Alternative asset management sector will remain strong
In this series, we learned about the main features of alternative assets. We also looked at the market size and the main players in alternative asset management. We finished up with a consideration of the current and future trends in alternative asset management. So, where does this leave us?
Alternative assets will continue to grow at a fast clip
Alternative assets under management will continue to grow at a fast clip, likely faster than traditional assets under management. Between 2005 and 2013, the CAGR (compound annual growth rate) of alternative assets stood at 10.7%.
Assets under management in hedge funds and real estate grew the fastest at a CAGR of 11.4% and 11.3%, respectively. Private equity assets under management was a shade slower at 9.1% CAGR. Growth during this period was largely driven by sophisticated institutional investors.
Penetration of alternative assets is low. With increasing information, retail investors have started to enter the fray. And these are the investors that will drive the next phase of growth in alternative asset investment, either directly, or via ETFs such as the IQ Hedge Multi-Strategy Tracker (QAI) and the SPDR SSgA Multi-Asset Real Return ETF (RLY).

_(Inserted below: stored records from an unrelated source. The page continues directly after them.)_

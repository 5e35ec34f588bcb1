//! Error types for the patch codec

use thiserror::Error;

/// Errors produced by the codec and the patch pipeline.
///
/// Every variant is fatal to the operation that returned it. Non-fatal
/// conditions (truncation, layout drift) are reported as
/// [`PatchWarning`](crate::pipeline::PatchWarning) instead.
#[derive(Debug, Error)]
pub enum PatchError {
    /// Reference ciphertext and plaintext passed to the encoder differ in length
    #[error("length mismatch: reference is {expected} bytes, plaintext is {actual} bytes")]
    LengthMismatch {
        /// Length of the reference (original encoded) stream
        expected: usize,
        /// Length of the plaintext being encoded
        actual: usize,
    },

    /// No compression configuration reproduces the payload inside the container
    #[error("compressed payload ({payload_len} bytes plaintext) not found after {configs_tried} configurations")]
    SegmentNotFound {
        /// Plaintext length of the payload that was searched for
        payload_len: usize,
        /// Number of compression configurations tried
        configs_tried: usize,
    },

    /// Payload contains no token that can carry the new field value
    #[error("no replaceable device field found in payload")]
    NoCandidateField,

    /// Replacement field value is empty
    #[error("replacement field value is empty")]
    EmptyFieldValue,

    /// Compression level outside 0..=9
    #[error("invalid compression level: {0} (must be 0-9)")]
    InvalidLevel(u32),

    /// Compression or decompression failed
    #[error("compression error: {0}")]
    Compression(String),
}

/// Coarse classification of [`PatchError`] used in reports.
#[derive(Debug, Clone, Copy, PartialEq, Eq, Hash)]
#[cfg_attr(feature = "serde", derive(serde::Serialize, serde::Deserialize))]
#[cfg_attr(feature = "serde", serde(rename_all = "snake_case"))]
pub enum ErrorKind {
    /// Cipher length invariant violated
    LengthMismatch,
    /// Payload could not be located in the container
    SegmentNotFound,
    /// No device field to replace
    NoCandidateField,
    /// Caller supplied an unusable argument
    InvalidInput,
    /// Compression backend failure
    Compression,
}

impl PatchError {
    /// Stable kind of this error.
    pub fn kind(&self) -> ErrorKind {
        match self {
            Self::LengthMismatch { .. } => ErrorKind::LengthMismatch,
            Self::SegmentNotFound { .. } => ErrorKind::SegmentNotFound,
            Self::NoCandidateField => ErrorKind::NoCandidateField,
            Self::EmptyFieldValue | Self::InvalidLevel(_) => ErrorKind::InvalidInput,
            Self::Compression(_) => ErrorKind::Compression,
        }
    }
}

/// Result type for codec operations
pub type Result<T> = std::result::Result<T, PatchError>;
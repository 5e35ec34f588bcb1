//! Target device names

use crate::error::ConfigError;
use std::fmt;
use std::str::FromStr;

/// Shortest accepted device name
pub const MIN_DEVICE_LEN: usize = 5;

/// Longest accepted device name
pub const MAX_DEVICE_LEN: usize = 20;

/// Normalised device model name (`RMX5011`, `SM-X910`)
///
/// Names are trimmed and upper-cased on parsing. Only ASCII letters, digits
/// and `-` are accepted, since the name is also used as an output directory.
#[derive(Debug, Clone, PartialEq, Eq, Hash, PartialOrd, Ord)]
pub struct DeviceName(String);

impl DeviceName {
    /// Name as a string slice
    pub fn as_str(&self) -> &str {
        &self.0
    }
}

impl FromStr for DeviceName {
    type Err = ConfigError;

    fn from_str(s: &str) -> Result<Self, Self::Err> {
        let name = s.trim().to_ascii_uppercase();
        let invalid = |reason| ConfigError::InvalidDevice {
            value: s.to_string(),
            reason,
        };

        if !(MIN_DEVICE_LEN..=MAX_DEVICE_LEN).contains(&name.len()) {
            return Err(invalid("must be 5 to 20 characters"));
        }
        if !name.bytes().all(|b| b.is_ascii_alphanumeric() || b == b'-') {
            return Err(invalid("only letters, digits and '-' are allowed"));
        }
        Ok(Self(name))
    }
}

impl fmt::Display for DeviceName {
    fn fmt(&self, f: &mut fmt::Formatter<'_>) -> fmt::Result {
        f.write_str(&self.0)
    }
}

impl AsRef<str> for DeviceName {
    fn as_ref(&self) -> &str {
        &self.0
    }
}
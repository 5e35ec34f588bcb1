//! `inspect`

use super::Context;
use crate::config::InspectArgs;
use crate::error::Result;
use crate::io::read;
use crate::output::render_inspect;
use crate::report::{InspectReport, PayloadLocation};
use pakpatch_core::{FeedbackCipher, PatchError, SegmentLocator, SignatureKeyTable};

/// Show the cipher layout of an archive
pub async fn handle(args: InspectArgs, ctx: &Context) -> Result<()> {
    let container = read(&args.pak).await?;
    let payload = match &args.payload {
        Some(path) => Some(read(path).await?),
        None => None,
    };

    let report = inspect(&ctx.table, &container, payload.as_deref())?;
    println!("{}", render_inspect(&report, ctx.format, ctx.style)?);
    Ok(())
}

/// List segments and, when `payload` is given, locate it
pub fn inspect(
    table: &SignatureKeyTable,
    container: &[u8],
    payload: Option<&[u8]>,
) -> Result<InspectReport> {
    let cipher = FeedbackCipher::new(table);

    let payload = match payload {
        Some(payload) => {
            let decoded = cipher.decode(container);
            Some(match SegmentLocator::new().locate(&decoded, payload) {
                Ok(located) => PayloadLocation::Found {
                    offset: located.offset,
                    len: located.compressed.len(),
                    config: located.config,
                },
                Err(PatchError::SegmentNotFound { configs_tried, .. }) => {
                    PayloadLocation::NotFound { configs_tried }
                }
                Err(e) => return Err(e.into()),
            })
        }
        None => None,
    };

    Ok(InspectReport {
        container_len: container.len(),
        segments: cipher.segments(container),
        payload,
    })
}
//! Loading inputs and writing patched archives

use crate::device::DeviceName;
use crate::error::{CliError, Result};
use std::ffi::OsString;
use std::path::{Path, PathBuf};
use std::sync::Arc;
use tracing::debug;

/// Archive and payload bytes shared by every run
#[derive(Debug, Clone)]
pub struct Inputs {
    /// File name of the archive, reused for outputs
    pub pak_name: OsString,
    /// Encoded archive
    pub container: Arc<[u8]>,
    /// Plaintext payload
    pub payload: Arc<[u8]>,
}

impl Inputs {
    /// Read both inputs from disk
    pub async fn load(pak: &Path, payload: &Path) -> Result<Self> {
        let container = read(pak).await?;
        let payload_bytes = read(payload).await?;

        Ok(Self {
            pak_name: pak
                .file_name()
                .map_or_else(|| OsString::from("patched.pak"), OsString::from),
            container,
            payload: payload_bytes,
        })
    }
}

/// Read a whole file into shared memory
pub async fn read(path: &Path) -> Result<Arc<[u8]>> {
    let data = tokio::fs::read(path)
        .await
        .map_err(|e| CliError::read(path, e))?;
    debug!(path = %path.display(), len = data.len(), "read input");
    Ok(data.into())
}

/// `<out_dir>/<DEVICE>/<pak_name>`
pub fn output_path(out_dir: &Path, device: &DeviceName, pak_name: &OsString) -> PathBuf {
    out_dir.join(device.as_str()).join(pak_name)
}

/// Write `data` to `path`, creating parent directories
pub async fn write_output(path: &Path, data: &[u8]) -> Result<()> {
    if let Some(parent) = path.parent() {
        tokio::fs::create_dir_all(parent)
            .await
            .map_err(|e| CliError::write(parent, e))?;
    }
    tokio::fs::write(path, data)
        .await
        .map_err(|e| CliError::write(path, e))?;
    debug!(path = %path.display(), len = data.len(), "wrote output");
    Ok(())
}
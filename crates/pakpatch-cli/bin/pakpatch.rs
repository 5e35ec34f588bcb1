//! pakpatch binary entry point.
//!
//! This is a thin wrapper around the pakpatch-cli library that:
//! 1. Parses command-line arguments
//! 2. Initializes logging
//! 3. Dispatches to the command handler
//!
//! For library usage, see the pakpatch-core crate documentation.

use anyhow::Result;
use clap::Parser;
use pakpatch_cli::commands::{self, Context};
use pakpatch_cli::{Cli, Commands, init_logging};

#[tokio::main]
async fn main() -> Result<()> {
    let cli = Cli::parse();
    init_logging(cli.log_level, cli.log_format);

    let ctx = Context::from_cli(&cli);
    if !cli.keys.is_empty() {
        tracing::debug!(entries = ctx.table.len(), "using extended signature table");
    }

    match cli.command {
        Commands::Patch(args) => commands::patch::handle_patch(args, &ctx).await?,
        Commands::Batch(args) => commands::patch::handle_batch(args, &ctx).await?,
        Commands::Scan(args) => commands::scan::handle(args, &ctx).await?,
        Commands::Inspect(args) => commands::inspect::handle(args, &ctx).await?,
    }

    Ok(())
}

Alternative asset managers need to focus on brand building
Until now, the clientele for alternative assets was limited. To capture future growth, companies will need to build strong brands and reach more investors. Players with strong brands already, such as BlackRock (BLK), Invesco (IVZ), and Legg Mason (LM) will benefit. Smaller niche players will need to work harder.
Overall, the future of the alternative asset management sub-sector looks bright. In the short term, alternates will continue to grow faster than traditional assets. In the long term, sustainable growth will depend on returns, cost structures, and reaching emerging markets effectively.